Quotes
Last Updated on June 19, 2019, by eNotes Editorial. Word Count: 468
Here are some quotes from The Kerner Report:
This is our basic conclusion: Our nation is moving toward two societies, one black, one white—separate and unequal.
This is among the best-known lines from the report. It appears at the beginning of the report, which was commissioned by President Lyndon B. Johnson to study the causes of the riots in African American neighborhoods that had broken out in the mid 1960s and to make some recommendations about how to prevent them. The report concluded that the de facto segregation of African Americans into their own neighborhoods, without access to adequate jobs, had created two separate societies within American society, and the African American society was not equal to the white society.
This alternative will require a commitment to national action—compassionate, massive and sustained, backed by the resources of the most powerful and the richest nation on this earth. From every American it will require new attitudes, new understanding, and, above all, new will.

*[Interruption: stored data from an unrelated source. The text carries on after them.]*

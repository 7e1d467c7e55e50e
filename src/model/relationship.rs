//! Relationship (edge) in the name/usage graph.

use serde::{Deserialize, Serialize};
use super::NodeId;

/// Opaque relationship identifier.
#[derive(Debug, Clone, Copy, PartialEq, Eq, Hash, PartialOrd, Ord, Serialize, Deserialize)]
pub struct RelId(pub u64);

impl std::fmt::Display for RelId {
    fn fmt(&self, f: &mut std::fmt::Formatter<'_>) -> std::fmt::Result {
        write!(f, "{}", self.0)
    }
}

/// Traversal direction.
#[derive(Debug, Clone, Copy, PartialEq, Eq, Hash, Serialize, Deserialize)]
pub enum Direction {
    Outgoing,
    Incoming,
    Both,
}

/// The three edge types of a normalized checklist.
///
/// | Type | From | To | Multiplicity |
/// |------|------|----|--------------|
/// | `PARENT_OF` | taxon | taxon | forest, acyclic |
/// | `SYNONYM_OF` | synonym | taxon | one or more per synonym (pro parte) |
/// | `HAS_BASIONYM` | name | name | at most one per name |
#[derive(Debug, Clone, Copy, PartialEq, Eq, Hash, PartialOrd, Ord, Serialize, Deserialize)]
pub enum RelType {
    #[serde(rename = "PARENT_OF")]
    ParentOf,
    #[serde(rename = "SYNONYM_OF")]
    SynonymOf,
    #[serde(rename = "HAS_BASIONYM")]
    HasBasionym,
}

impl RelType {
    pub fn as_str(&self) -> &'static str {
        match self {
            RelType::ParentOf => "PARENT_OF",
            RelType::SynonymOf => "SYNONYM_OF",
            RelType::HasBasionym => "HAS_BASIONYM",
        }
    }
}

impl std::fmt::Display for RelType {
    fn fmt(&self, f: &mut std::fmt::Formatter<'_>) -> std::fmt::Result {
        f.write_str(self.as_str())
    }
}

/// A directed edge.
#[derive(Debug, Clone, PartialEq, Eq, Serialize, Deserialize)]
pub struct Relationship {
    pub id: RelId,
    pub src: NodeId,
    pub dst: NodeId,
    pub rel_type: RelType,
}

impl Relationship {
    pub fn new(id: RelId, src: NodeId, dst: NodeId, rel_type: RelType) -> Self {
        Self { id, src, dst, rel_type }
    }

    /// The "other" end of the relationship from the given node.
    pub fn other_node(&self, from: NodeId) -> Option<NodeId> {
        if from == self.src { Some(self.dst) }
        else if from == self.dst { Some(self.src) }
        else { None }
    }

    pub fn matches(&self, node: NodeId, dir: Direction) -> bool {
        match dir {
            Direction::Outgoing => self.src == node,
            Direction::Incoming => self.dst == node,
            Direction::Both => self.src == node || self.dst == node,
        }
    }
}
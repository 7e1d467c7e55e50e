//! Darwin Core Archive descriptors (`meta.xml`).
//!
//! A descriptor declares, per data file, its row type, dialect, header line
//! count and an explicit column index → term mapping, plus constant default
//! values for terms missing from the file.

use std::path::Path;

use serde::Deserialize;

use super::Dialect;
use crate::term::{DwcTerm, RowType, Term, Vocabulary};
use crate::{Error, Result};

pub const META_FILE: &str = "meta.xml";

#[derive(Debug, Clone, Deserialize)]
pub struct ArchiveDescriptor {
    /// Metadata document, usually `eml.xml`.
    #[serde(rename = "@metadata")]
    pub metadata: Option<String>,
    pub core: Option<FileDescriptor>,
    #[serde(rename = "extension", default)]
    pub extensions: Vec<FileDescriptor>,
}

#[derive(Debug, Clone, Deserialize)]
pub struct FileDescriptor {
    #[serde(rename = "@rowType")]
    pub row_type: String,
    #[serde(rename = "@fieldsTerminatedBy")]
    pub fields_terminated_by: Option<String>,
    #[serde(rename = "@fieldsEnclosedBy")]
    pub fields_enclosed_by: Option<String>,
    #[serde(rename = "@ignoreHeaderLines")]
    pub ignore_header_lines: Option<usize>,
    #[serde(rename = "@encoding")]
    pub encoding: Option<String>,
    pub files: Files,
    pub id: Option<IdField>,
    pub coreid: Option<IdField>,
    #[serde(rename = "field", default)]
    pub fields: Vec<FieldDescriptor>,
}

#[derive(Debug, Clone, Deserialize)]
pub struct Files {
    #[serde(rename = "location", default)]
    pub locations: Vec<String>,
}

#[derive(Debug, Clone, Deserialize)]
pub struct IdField {
    #[serde(rename = "@index")]
    pub index: usize,
}

#[derive(Debug, Clone, Deserialize)]
pub struct FieldDescriptor {
    #[serde(rename = "@index")]
    pub index: Option<usize>,
    #[serde(rename = "@term")]
    pub term: String,
    #[serde(rename = "@default")]
    pub default: Option<String>,
}

impl ArchiveDescriptor {
    pub fn parse(xml: &str) -> Result<Self> {
        Ok(quick_xml::de::from_str(xml)?)
    }

    pub fn read(dir: &Path) -> Result<Self> {
        let xml = std::fs::read_to_string(dir.join(META_FILE))?;
        Self::parse(&xml)
    }

    /// Core first, then extensions.
    pub fn files(&self) -> impl Iterator<Item = &FileDescriptor> {
        self.core.iter().chain(self.extensions.iter())
    }
}

impl FileDescriptor {
    pub fn row_type(&self) -> RowType {
        RowType::resolve(&self.row_type, Vocabulary::Dwc)
    }

    pub fn location(&self) -> Result<&str> {
        self.files
            .locations
            .first()
            .map(String::as_str)
            .ok_or_else(|| Error::CorruptArchive(format!("no file location for {}", self.row_type)))
    }

    /// Dialect as declared; DwC-A defaults are comma and double quote.
    pub fn dialect(&self) -> Dialect {
        let delimiter = self
            .fields_terminated_by
            .as_deref()
            .map(unescape)
            .and_then(|d| d.bytes().next())
            .unwrap_or(b',');
        let quote = match self.fields_enclosed_by.as_deref().map(unescape) {
            None => Some(b'"'),
            Some(q) => q.bytes().next(),
        };
        Dialect::new(delimiter, quote)
    }

    pub fn header_lines(&self) -> usize {
        self.ignore_header_lines.unwrap_or(0)
    }

    /// Column index → term. The id column maps to `dwc:taxonID` unless a
    /// field claims it.
    pub fn columns(&self) -> Vec<Option<Term>> {
        let mut columns: Vec<Option<Term>> = Vec::new();
        let mut put = |idx: usize, term: Term| {
            if columns.len() <= idx {
                columns.resize(idx + 1, None);
            }
            columns[idx] = Some(term);
        };
        if let Some(id) = self.id.as_ref().or(self.coreid.as_ref()) {
            put(id.index, Term::Dwc(DwcTerm::TaxonID));
        }
        for field in &self.fields {
            if let Some(idx) = field.index {
                put(idx, Term::from_header(&field.term, Vocabulary::Dwc));
            }
        }
        columns
    }

    /// Constant values for terms, applied when the row has no value.
    pub fn defaults(&self) -> Vec<(Term, String)> {
        self.fields
            .iter()
            .filter_map(|f| {
                f.default
                    .as_ref()
                    .map(|d| (Term::from_header(&f.term, Vocabulary::Dwc), d.clone()))
            })
            .collect()
    }
}

/// Descriptors write control characters as backslash escapes.
pub fn unescape(raw: &str) -> String {
    let mut out = String::with_capacity(raw.len());
    let mut chars = raw.chars();
    while let Some(c) = chars.next() {
        if c != '\\' {
            out.push(c);
            continue;
        }
        match chars.next() {
            Some('t') => out.push('\t'),
            Some('n') => out.push('\n'),
            Some('r') => out.push('\r'),
            Some(other) => out.push(other),
            None => out.push('\\'),
        }
    }
    out
}

#[cfg(test)]
mod tests {
    use super::*;
    use crate::term::DwcRowType;
    use pretty_assertions::assert_eq;

    const META: &str = r#"<?xml version="1.0" encoding="UTF-8"?>
<archive xmlns="http://rs.tdwg.org/dwc/text/" metadata="eml.xml">
  <core encoding="UTF-8" fieldsTerminatedBy="\t" linesTerminatedBy="\n" fieldsEnclosedBy="" ignoreHeaderLines="1" rowType="http://rs.tdwg.org/dwc/terms/Taxon">
    <files><location>taxon.txt</location></files>
    <id index="0"/>
    <field index="1" term="http://rs.tdwg.org/dwc/terms/parentNameUsageID"/>
    <field index="2" term="http://rs.tdwg.org/dwc/terms/scientificName"/>
    <field term="http://rs.tdwg.org/dwc/terms/nomenclaturalCode" default="ICZN"/>
  </core>
  <extension rowType="http://rs.gbif.org/terms/1.0/Distribution" fieldsTerminatedBy=",">
    <files><location>distribution.csv</location></files>
    <coreid index="0"/>
    <field index="1" term="http://rs.tdwg.org/dwc/terms/locality"/>
  </extension>
</archive>"#;

    #[test]
    fn test_parse_descriptor() {
        let meta = ArchiveDescriptor::parse(META).unwrap();
        assert_eq!(meta.metadata.as_deref(), Some("eml.xml"));
        let core = meta.core.as_ref().unwrap();
        assert_eq!(core.row_type(), RowType::Dwc(DwcRowType::Taxon));
        assert_eq!(core.location().unwrap(), "taxon.txt");
        assert_eq!(core.dialect(), Dialect::new(b'\t', None));
        assert_eq!(core.header_lines(), 1);
        assert_eq!(
            core.columns(),
            vec![
                Some(Term::Dwc(DwcTerm::TaxonID)),
                Some(Term::Dwc(DwcTerm::ParentNameUsageID)),
                Some(Term::Dwc(DwcTerm::ScientificName)),
            ]
        );
        assert_eq!(core.defaults(), vec![(Term::Dwc(DwcTerm::NomenclaturalCode), "ICZN".to_string())]);

        let ext = &meta.extensions[0];
        assert_eq!(ext.row_type(), RowType::Dwc(DwcRowType::Distribution));
        assert_eq!(ext.dialect(), Dialect::new(b',', Some(b'"')));
        assert_eq!(meta.files().count(), 2);
    }

    #[test]
    fn test_unescape() {
        assert_eq!(unescape("\\t"), "\t");
        assert_eq!(unescape(","), ",");
        assert_eq!(unescape("\\\\"), "\\");
    }
}
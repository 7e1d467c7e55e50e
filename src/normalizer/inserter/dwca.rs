//! Darwin Core Archive rows.

use std::path::{Path, PathBuf};

use super::*;
use crate::normalizer::metadata::read_metadata;
use crate::term::{DcTerm, DwcRowType, DwcTerm, Vocabulary};

const CLASSIFICATION: [(Rank, DwcTerm); 9] = [
    (Rank::Kingdom, DwcTerm::Kingdom),
    (Rank::Phylum, DwcTerm::Phylum),
    (Rank::Class, DwcTerm::Class),
    (Rank::Order, DwcTerm::Order),
    (Rank::Superfamily, DwcTerm::Superfamily),
    (Rank::Family, DwcTerm::Family),
    (Rank::Subfamily, DwcTerm::Subfamily),
    (Rank::Tribe, DwcTerm::Tribe),
    (Rank::Genus, DwcTerm::Genus),
];

#[derive(Debug)]
pub struct DwcaInserter {
    dir: PathBuf,
    reader: TermReader,
    interpreters: Interpreters,
}

impl DwcaInserter {
    pub fn open(dir: &Path, interpreters: Interpreters, sample_lines: usize) -> Result<Self> {
        Ok(Self {
            dir: dir.to_path_buf(),
            reader: TermReader::open_with(dir, Vocabulary::Dwc, sample_lines)?,
            interpreters,
        })
    }

    fn interpret_taxon(&self, mut v: VerbatimRecord) -> Vec<Interpreted> {
        let id = owned(&v, DwcTerm::TaxonID);
        if id.is_none() {
            v.add_issue(Issue::IdMissing);
        }
        let out = interpret_name(
            self.interpreters.names.as_ref(),
            &NameFields {
                scientific_name: v.get(DwcTerm::ScientificName),
                authorship: v.get(DwcTerm::ScientificNameAuthorship),
                rank: v.get_first(&[DwcTerm::TaxonRank.into(), DwcTerm::VerbatimTaxonRank.into()]),
                code: v.get(DwcTerm::NomenclaturalCode),
                genus: v.get(DwcTerm::GenericName),
                specific_epithet: v.get(DwcTerm::SpecificEpithet),
                infraspecific_epithet: v.get(DwcTerm::InfraspecificEpithet),
                ..Default::default()
            },
        );
        let Some(mut name) = out.drain_into(&mut v.issues) else {
            return vec![Interpreted::Verbatim(v)];
        };

        // a row pointing at another accepted usage is a synonym, whatever its status says
        let accepted_ids: Vec<String> = split_ids(v.get(DwcTerm::AcceptedNameUsageID))
            .into_iter()
            .filter(|a| Some(a) != id.as_ref())
            .collect();
        let mut status = status(&mut v, DwcTerm::TaxonomicStatus, TaxonomicStatus::Accepted);
        if !accepted_ids.is_empty() && !status.is_synonym() {
            status = TaxonomicStatus::Synonym;
        }
        let parent_id = owned(&v, DwcTerm::ParentNameUsageID).filter(|p| Some(p) != id.as_ref());
        let refs = if status.is_synonym() {
            let accepted_ids = if accepted_ids.is_empty() { parent_id.into_iter().collect() } else { accepted_ids };
            DeferredRefs { accepted_ids, ..Default::default() }
        } else {
            DeferredRefs { parent_id, ..Default::default() }
        };
        let refs = DeferredRefs {
            basionym_id: owned(&v, DwcTerm::OriginalNameUsageID).filter(|b| Some(b) != id.as_ref()),
            ..refs
        };

        let mut items = Vec::new();
        name.nom_status = owned(&v, DwcTerm::NomenclaturalStatus);
        name.published_in_year = year(&mut v, DwcTerm::NamePublishedInYear);
        let published_in = v.get(DwcTerm::NamePublishedIn);
        name.published_in_id = owned(&v, DwcTerm::NamePublishedInID).or(published_in.map(str::to_string));
        if let Some(citation) = published_in {
            let reference = self.interpreters.references.from_dwc(
                name.published_in_id.as_deref(),
                Some(citation),
                v.get(DwcTerm::NamePublishedInYear),
            );
            items.push(Interpreted::Reference { verbatim: None, reference });
        }

        let mut usage = Usage::new(id, name, status);
        usage.according_to_id = owned(&v, DwcTerm::NameAccordingToID);
        usage.remarks = owned(&v, DwcTerm::TaxonRemarks);
        let columns = CLASSIFICATION.map(|(r, t)| (r, Term::from(t)));
        let usage = NeoUsage::new(usage)
            .with_refs(refs)
            .with_classification(classification(&v, &columns));
        items.push(Interpreted::Usage { verbatim: v, usage });
        items
    }

    /// GBIF reference extension. The row's core id is the citing taxon.
    fn interpret_reference(&self, v: VerbatimRecord) -> Vec<Interpreted> {
        let id = owned(&v, DcTerm::Identifier).unwrap_or_else(|| format!("{}:{}", v.file, v.line));
        let reference = self.interpreters.references.from_dc(
            Some(&id),
            v.get(DcTerm::BibliographicCitation),
            v.get(DcTerm::Title),
            v.get(DcTerm::Creator),
            v.get(DcTerm::Date),
            v.get(DcTerm::Source),
        );
        let role = match v.get(DcTerm::Type).map(str::to_ascii_lowercase).as_deref() {
            Some("original" | "nomenclatural" | "nomenclature") => ReferenceRole::Nomenclatural,
            Some("taxonomic" | "taxon") => ReferenceRole::Taxonomic,
            _ => ReferenceRole::Other,
        };
        let link = owned(&v, DwcTerm::TaxonID).map(|usage_id| ReferenceLink { usage_id, reference_id: id, role });
        let mut items = vec![Interpreted::Reference { verbatim: Some(v), reference }];
        items.extend(link.map(|link| Interpreted::ReferenceLink { verbatim: None, link }));
        items
    }
}

impl Inserter for DwcaInserter {
    fn format(&self) -> Option<DataFormat> {
        Some(DataFormat::DwcA)
    }

    fn phases(&self) -> Result<Vec<Phase<'_>>> {
        let taxon = RowType::Dwc(DwcRowType::Taxon);
        let reference = RowType::Dwc(DwcRowType::Reference);
        let others = other_row_types(&self.reader, &[taxon.clone(), reference.clone()]);
        let core: Phase<'_> = Box::new(rows(&self.reader, &[taxon])?.flat_map(move |v| self.interpret_taxon(v)));
        let extensions: Phase<'_> = Box::new(
            rows(&self.reader, &[reference])?
                .flat_map(move |v| self.interpret_reference(v))
                .chain(rows(&self.reader, &others)?.map(Interpreted::Verbatim)),
        );
        Ok(vec![core, extensions])
    }

    fn metadata(&self) -> Result<Option<DatasetMetadata>> {
        read_metadata(&self.dir, DataFormat::DwcA, &self.reader)
    }

    fn skipped_rows(&self) -> u64 {
        self.reader.skipped_rows()
    }

    fn check_failure(&self) -> Result<()> {
        self.reader.check_failure()
    }
}

#[cfg(test)]
mod tests {
    use super::*;
    use pretty_assertions::assert_eq;

    fn inserter(taxa: &str) -> (tempfile::TempDir, DwcaInserter) {
        let tmp = tempfile::tempdir().unwrap();
        std::fs::write(tmp.path().join("taxon.tsv"), taxa).unwrap();
        let ins = DwcaInserter::open(tmp.path(), Interpreters::default(), 50).unwrap();
        (tmp, ins)
    }

    fn usages(items: Vec<Interpreted>) -> Vec<(VerbatimRecord, NeoUsage)> {
        items
            .into_iter()
            .filter_map(|i| match i {
                Interpreted::Usage { verbatim, usage } => Some((verbatim, usage)),
                _ => None,
            })
            .collect()
    }

    #[test]
    fn test_taxon_rows() {
        let (_tmp, ins) = inserter(
            "taxonID\tparentNameUsageID\tacceptedNameUsageID\tscientificName\ttaxonRank\ttaxonomicStatus\tfamily\tnamePublishedIn\n\
             1\t\t\tAbies Mill.\tgenus\taccepted\tPinaceae\t\n\
             2\t1\t\tAbies alba Mill.\tspecies\taccepted\tPinaceae\tGard. Dict. ed. 8. 1768\n\
             3\t\t2\tPinus picea L.\tspecies\t\t\t\n\
             4\t\t\t\tspecies\taccepted\t\t\n",
        );
        let mut phases = ins.phases().unwrap();
        let items: Vec<Interpreted> = phases.remove(0).collect();
        assert!(matches!(&items[1], Interpreted::Reference { verbatim: None, reference } if reference.year == Some(1768)));
        assert!(matches!(&items[4], Interpreted::Verbatim(v) if v.has_issue(Issue::ScientificNameMissing)));

        let u = usages(items);
        assert_eq!(u.len(), 3);
        assert_eq!(u[0].1.classification.family.as_deref(), Some("Pinaceae"));
        assert_eq!(u[1].1.refs.parent_id.as_deref(), Some("1"));
        assert_eq!(u[1].1.name().published_in_id.as_deref(), Some("Gard. Dict. ed. 8. 1768"));
        assert!(u[2].1.is_synonym());
        assert_eq!(u[2].1.refs.accepted_ids, vec!["2".to_string()]);
        assert_eq!(u[2].1.refs.parent_id, None);
    }

    #[test]
    fn test_reference_extension_links_to_core() {
        let tmp = tempfile::tempdir().unwrap();
        std::fs::write(tmp.path().join("meta.xml"), r#"<archive metadata="eml.xml">
  <core rowType="http://rs.tdwg.org/dwc/terms/Taxon" fieldsTerminatedBy="\t" ignoreHeaderLines="1">
    <files><location>taxa.txt</location></files>
    <id index="0"/>
    <field index="1" term="http://rs.tdwg.org/dwc/terms/scientificName"/>
  </core>
  <extension rowType="http://rs.gbif.org/terms/1.0/Reference" fieldsTerminatedBy="\t" ignoreHeaderLines="1">
    <files><location>references.txt</location></files>
    <coreid index="0"/>
    <field index="1" term="http://purl.org/dc/terms/bibliographicCitation"/>
    <field index="2" term="http://purl.org/dc/terms/type"/>
  </extension>
</archive>"#).unwrap();
        std::fs::write(tmp.path().join("taxa.txt"), "id\tname\n1\tAbies alba\n").unwrap();
        std::fs::write(tmp.path().join("references.txt"), "id\tcitation\ttype\n1\tMiller, P. 1768. Gard. Dict.\toriginal\n").unwrap();

        let ins = DwcaInserter::open(tmp.path(), Interpreters::default(), 50).unwrap();
        let phases = ins.phases().unwrap();
        let items: Vec<Interpreted> = phases.into_iter().flatten().collect();
        assert_eq!(items.len(), 3);
        match &items[2] {
            Interpreted::ReferenceLink { link, .. } => {
                assert_eq!(link.usage_id, "1");
                assert_eq!(link.reference_id, "references.txt:2");
                assert_eq!(link.role, ReferenceRole::Nomenclatural);
            }
            other => panic!("unexpected {other:?}"),
        }
    }
}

At the beginning of the report, the authors state that the bifurcation of American society is reversible. However, to fully integrate African Americans into American society, the government will have to play a role in providing jobs, housing, and resources for African Americans. In addition, Americans must change their attitudes and embrace full integration, and they must have the will to make the country a more equal place. The report calls on both the government and individual Americans to make the changes necessary to transform the racial attitudes and programs in the country.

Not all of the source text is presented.